» **Work task**
Which lines of the records below contain the string "frame"? Report each of them.

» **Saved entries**
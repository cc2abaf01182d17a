//! Streams running on the tokio-backed loopback engine.

mod common;

use common::*;
use std::sync::Arc;
use std::thread;
use std::time::Duration;
use streamrs::engine::codes;
use streamrs::{
    DataInput, DataOutput, EngineError, ErrorKind, LoopbackEngine, PipelineRegistry,
    RuntimeConfig,
};

fn loopback_registry(engine: LoopbackEngine, config: RuntimeConfig) -> (Arc<LoopbackEngine>, PipelineRegistry) {
    let engine = Arc::new(engine);
    let registry = registry_with(engine.clone(), config);
    (engine, registry)
}

/// Prefixes each output with the sink it came out of.
fn label_sink(sink: usize, input: &DataInput) -> Result<DataOutput, EngineError> {
    let mut data = format!("sink{sink}:").into_bytes();
    data.extend_from_slice(&input.data);
    Ok(DataOutput::for_input(input, data))
}

#[test]
fn test_concurrent_senders_get_their_own_results() {
    let (_engine, registry) =
        loopback_registry(LoopbackEngine::new(4).unwrap(), RuntimeConfig::default());
    let stream = registry.create_from_json("s", SINGLE).unwrap();

    let senders: Vec<_> = (0..8)
        .map(|t| {
            let stream = stream.clone();
            thread::spawn(move || {
                for i in 0..25 {
                    let payload = format!("thread{t}-frame{i}");
                    let input = DataInput::new(payload.clone().into_bytes()).with_fragment_id(i);
                    let id = stream.send_with_id(0, input).unwrap();
                    let output = stream.get_with_id(id, arrival_timeout()).unwrap();
                    assert_eq!(output.as_str(), Some(payload.as_str()));
                    assert_eq!(output.fragment_id, i);
                }
            })
        })
        .collect();
    for sender in senders {
        sender.join().unwrap();
    }

    let stats = stream.stats();
    assert_eq!(stats.submitted, 200);
    assert_eq!(stats.claimed, 200);
    assert_eq!(stats.pending, 0);
}

#[test]
fn test_multi_sink_results_from_fan_out() {
    let engine = LoopbackEngine::new(2).unwrap().with_transform(label_sink);
    let (_engine, registry) = loopback_registry(engine, RuntimeConfig::default());
    registry.create_from_json("s", FAN_OUT).unwrap();

    let id = registry
        .send_multi(
            "s",
            &["appsrc0".into()],
            vec![DataInput::new(b"x".to_vec()).with_custom_param("cam1")],
        )
        .unwrap();
    let result = registry.get_multi_result("s", id, arrival_timeout()).unwrap();

    assert!(result.is_complete());
    for (sink, output) in result.outputs() {
        assert_eq!(output.as_str().unwrap(), format!("sink{sink}:x"));
        assert_eq!(output.custom_param, "cam1");
    }
}

#[test]
fn test_indexed_mode_limits_unmatched_sends() {
    let engine = LoopbackEngine::new(1)
        .unwrap()
        .with_latency(Duration::from_millis(100));
    let (_engine, registry) = loopback_registry(engine, RuntimeConfig::default());
    registry.create_from_json("s", SINGLE).unwrap();

    registry.send("s", 0, DataInput::new(b"first".to_vec())).unwrap();
    let err = registry
        .send("s", 0, DataInput::new(b"second".to_vec()))
        .unwrap_err();
    assert_eq!(err.kind(), ErrorKind::Overflow);

    let output = registry.get_result("s", 0, arrival_timeout()).unwrap();
    assert_eq!(output.as_str(), Some("first"));
    registry.send("s", 0, DataInput::new(b"third".to_vec())).unwrap();
    let output = registry.get_result("s", "appsink0", arrival_timeout()).unwrap();
    assert_eq!(output.as_str(), Some("third"));
}

#[test]
fn test_late_result_is_discarded() {
    let engine = LoopbackEngine::new(1)
        .unwrap()
        .with_latency(Duration::from_millis(80));
    let (_engine, registry) = loopback_registry(engine, RuntimeConfig::default());
    let stream = registry.create_from_json("s", SINGLE).unwrap();

    let id = stream.send_with_id(0, DataInput::default()).unwrap();
    assert!(stream.get_with_id(id, Duration::from_millis(5)).unwrap_err().is_timeout());

    thread::sleep(Duration::from_millis(300));
    assert!(stream.get_with_id(id, short_timeout()).unwrap_err().is_not_found());
    let stats = stream.stats();
    assert_eq!(stats.discarded, 1);
    assert_eq!(stats.pending, 0);
}

#[test]
fn test_stage_failure_surfaces_as_engine_failure() {
    let engine = LoopbackEngine::new(1).unwrap().with_transform(
        |_: usize, _: &DataInput| -> Result<DataOutput, EngineError> {
            Err(EngineError::new(codes::STAGE_FAILED, "model rejected frame"))
        },
    );
    let (_engine, registry) = loopback_registry(engine, RuntimeConfig::default());
    registry.create_from_json("s", SINGLE).unwrap();

    let id = registry.send_with_id("s", 0, DataInput::default()).unwrap();
    let err = registry
        .get_result_with_id("s", id, arrival_timeout())
        .unwrap_err();
    assert_eq!(err.kind(), ErrorKind::EngineFailure);
}

#[test]
fn test_destroy_with_results_in_flight() {
    let engine = LoopbackEngine::new(2)
        .unwrap()
        .with_latency(Duration::from_millis(50));
    let (engine, registry) = loopback_registry(engine, RuntimeConfig::default());
    let stream = registry.create_from_json("s", FAN_OUT).unwrap();

    for _ in 0..10 {
        stream.send_with_id(1, DataInput::default()).unwrap();
    }
    registry.destroy("s").unwrap();
    assert_eq!(engine.graph_count(), 0);

    // In-flight tasks finish against a torn-down graph without effect.
    thread::sleep(Duration::from_millis(150));
    assert_eq!(stream.stats().delivered, 0);
    assert_eq!(
        stream.send_with_id(0, DataInput::default()).unwrap_err().kind(),
        ErrorKind::InstanceDestroyed
    );
}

» **Output for this exercise**
                    let payload = format!("thread{t}-frame{i}");
            Err(EngineError::new(codes::STAGE_FAILED, "model rejected frame"))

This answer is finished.